[Opening PROVIDED RECORDS section]

//! Page configuration: which markers to look for and how to react.
//!
//! Every field has a default taken from [`crate::consts`], so an empty JSON
//! object (or no config element at all) describes the stock portfolio page.
//! A partial JSON object overrides only the fields it names.

#[cfg(test)]
#[path = "config_test.rs"]
mod config_test;

use serde::Deserialize;

use crate::consts;

/// Error returned by [`Config::from_json`].
#[derive(Debug, thiserror::Error)]
pub enum ConfigError {
    /// The raw text is not valid JSON for a [`Config`].
    #[error("failed to parse config JSON: {0}")]
    Parse(#[from] serde_json::Error),
    /// A visibility threshold lies outside `0.0..=1.0`.
    #[error("{field} must be within 0.0..=1.0, got {value}")]
    Threshold { field: &'static str, value: f64 },
    /// A selector, attribute, or class name is empty.
    #[error("{field} must not be empty")]
    Empty { field: &'static str },
}

/// Markers for the mobile navigation menu.
#[derive(Debug, Clone, PartialEq, Deserialize)]
#[serde(default)]
pub struct NavConfig {
    pub hamburger: String,
    pub links: String,
    pub items: String,
    pub active_class: String,
}

impl Default for NavConfig {
    fn default() -> Self {
        Self {
            hamburger: consts::HAMBURGER_SELECTOR.into(),
            links: consts::NAV_LINKS_SELECTOR.into(),
            items: consts::NAV_ITEM_SELECTOR.into(),
            active_class: consts::ACTIVE_CLASS.into(),
        }
    }
}

/// Markers and threshold for skill bars.
#[derive(Debug, Clone, PartialEq, Deserialize)]
#[serde(default)]
pub struct SkillsConfig {
    pub selector: String,
    pub level_attr: String,
    pub threshold: f64,
}

impl Default for SkillsConfig {
    fn default() -> Self {
        Self {
            selector: consts::SKILL_SELECTOR.into(),
            level_attr: consts::SKILL_LEVEL_ATTR.into(),
            threshold: consts::SKILL_THRESHOLD,
        }
    }
}

/// Markers for the project gallery filter.
#[derive(Debug, Clone, PartialEq, Deserialize)]
#[serde(default)]
pub struct FilterConfig {
    pub button_selector: String,
    pub value_attr: String,
    pub card_selector: String,
    pub wildcard: String,
    pub active_class: String,
}

impl Default for FilterConfig {
    fn default() -> Self {
        Self {
            button_selector: consts::FILTER_BUTTON_SELECTOR.into(),
            value_attr: consts::FILTER_VALUE_ATTR.into(),
            card_selector: consts::PROJECT_CARD_SELECTOR.into(),
            wildcard: consts::FILTER_WILDCARD.into(),
            active_class: consts::ACTIVE_CLASS.into(),
        }
    }
}

/// Element ids of the four required contact fields.
#[derive(Debug, Clone, PartialEq, Deserialize)]
#[serde(default)]
pub struct FieldIds {
    pub name: String,
    pub email: String,
    pub subject: String,
    pub message: String,
}

impl Default for FieldIds {
    fn default() -> Self {
        Self {
            name: consts::NAME_FIELD_ID.into(),
            email: consts::EMAIL_FIELD_ID.into(),
            subject: consts::SUBJECT_FIELD_ID.into(),
            message: consts::MESSAGE_FIELD_ID.into(),
        }
    }
}

/// Inline validation message texts.
#[derive(Debug, Clone, PartialEq, Deserialize)]
#[serde(default)]
pub struct Messages {
    pub name_required: String,
    pub email_required: String,
    pub email_invalid: String,
    pub subject_required: String,
    pub message_required: String,
    pub success: String,
}

impl Default for Messages {
    fn default() -> Self {
        Self {
            name_required: consts::NAME_REQUIRED.into(),
            email_required: consts::EMAIL_REQUIRED.into(),
            email_invalid: consts::EMAIL_INVALID.into(),
            subject_required: consts::SUBJECT_REQUIRED.into(),
            message_required: consts::MESSAGE_REQUIRED.into(),
            success: consts::SUCCESS_TEXT.into(),
        }
    }
}

/// Contact form markers, messages, and banner behavior.
#[derive(Debug, Clone, PartialEq, Deserialize)]
#[serde(default)]
pub struct FormConfig {
    pub form_id: String,
    pub fields: FieldIds,
    pub error_class: String,
    pub error_message_class: String,
    pub success_class: String,
    pub messages: Messages,
    pub banner_delay_ms: u32,
    /// `(property, value)` pairs written inline on each error message node.
    pub error_style: Vec<(String, String)>,
    /// `(property, value)` pairs written inline on the success banner.
    pub banner_style: Vec<(String, String)>,
}

impl Default for FormConfig {
    fn default() -> Self {
        Self {
            form_id: consts::FORM_ID.into(),
            fields: FieldIds::default(),
            error_class: consts::FIELD_ERROR_CLASS.into(),
            error_message_class: consts::ERROR_MESSAGE_CLASS.into(),
            success_class: consts::SUCCESS_MESSAGE_CLASS.into(),
            messages: Messages::default(),
            banner_delay_ms: consts::BANNER_DELAY_MS,
            error_style: style_pairs(consts::ERROR_MESSAGE_STYLE),
            banner_style: style_pairs(consts::SUCCESS_MESSAGE_STYLE),
        }
    }
}

/// Markers and threshold for scroll-triggered entrance animations.
#[derive(Debug, Clone, PartialEq, Deserialize)]
#[serde(default)]
pub struct RevealConfig {
    pub selectors: Vec<String>,
    pub threshold: f64,
}

impl Default for RevealConfig {
    fn default() -> Self {
        Self {
            selectors: consts::REVEAL_SELECTORS.iter().map(|s| (*s).to_owned()).collect(),
            threshold: consts::REVEAL_THRESHOLD,
        }
    }
}

impl RevealConfig {
    /// All variant selectors joined into one selector list.
    #[must_use]
    pub fn selector(&self) -> String {
        self.selectors.join(", ")
    }
}

/// Full page configuration, one section per component.
#[derive(Debug, Clone, Default, PartialEq, Deserialize)]
#[serde(default)]
pub struct Config {
    pub nav: NavConfig,
    pub skills: SkillsConfig,
    pub filter: FilterConfig,
    pub form: FormConfig,
    pub reveal: RevealConfig,
}

impl Config {
    /// Parse and validate a config from JSON text.
    ///
    /// Missing fields keep their defaults.
    ///
    /// # Errors
    ///
    /// Returns [`ConfigError`] when the JSON is malformed, a threshold is out
    /// of range, or a marker is empty.
    pub fn from_json(raw: &str) -> Result<Self, ConfigError> {
        let config: Self = serde_json::from_str(raw)?;
        config.validate()?;
        Ok(config)
    }

    /// Check thresholds and markers.
    ///
    /// # Errors
    ///
    /// Returns the first [`ConfigError`] found.
    pub fn validate(&self) -> Result<(), ConfigError> {
        check_threshold("skills.threshold", self.skills.threshold)?;
        check_threshold("reveal.threshold", self.reveal.threshold)?;

        let required = [
            ("nav.hamburger", &self.nav.hamburger),
            ("nav.links", &self.nav.links),
            ("nav.items", &self.nav.items),
            ("nav.active_class", &self.nav.active_class),
            ("skills.selector", &self.skills.selector),
            ("skills.level_attr", &self.skills.level_attr),
            ("filter.button_selector", &self.filter.button_selector),
            ("filter.value_attr", &self.filter.value_attr),
            ("filter.card_selector", &self.filter.card_selector),
            ("filter.wildcard", &self.filter.wildcard),
            ("filter.active_class", &self.filter.active_class),
            ("form.form_id", &self.form.form_id),
            ("form.fields.name", &self.form.fields.name),
            ("form.fields.email", &self.form.fields.email),
            ("form.fields.subject", &self.form.fields.subject),
            ("form.fields.message", &self.form.fields.message),
            ("form.error_class", &self.form.error_class),
            ("form.error_message_class", &self.form.error_message_class),
            ("form.success_class", &self.form.success_class),
        ];
        for (field, value) in required {
            if value.trim().is_empty() {
                return Err(ConfigError::Empty { field });
            }
        }

        if self.reveal.selectors.is_empty() || self.reveal.selectors.iter().any(|s| s.trim().is_empty()) {
            return Err(ConfigError::Empty { field: "reveal.selectors" });
        }
        Ok(())
    }
}

fn check_threshold(field: &'static str, value: f64) -> Result<(), ConfigError> {
    if (0.0..=1.0).contains(&value) {
        Ok(())
    } else {
        Err(ConfigError::Threshold { field, value })
    }
}

fn style_pairs(pairs: &[(&str, &str)]) -> Vec<(String, String)> {
    pairs.iter().map(|(k, v)| ((*k).to_owned(), (*v).to_owned())).collect()
}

[Closing PROVIDED RECORDS section]

Please copy, word for word, every line from the first line of the records through the line containing "#[derive(Debug, thiserror::Error)]", with both of those lines included and nothing else.

//! Page configuration: which markers to look for and how to react.
//!
//! Every field has a default taken from [`crate::consts`], so an empty JSON
//! object (or no config element at all) describes the stock portfolio page.
//! A partial JSON object overrides only the fields it names.

#[cfg(test)]
#[path = "config_test.rs"]
mod config_test;

use serde::Deserialize;

use crate::consts;

/// Error returned by [`Config::from_json`].
#[derive(Debug, thiserror::Error)]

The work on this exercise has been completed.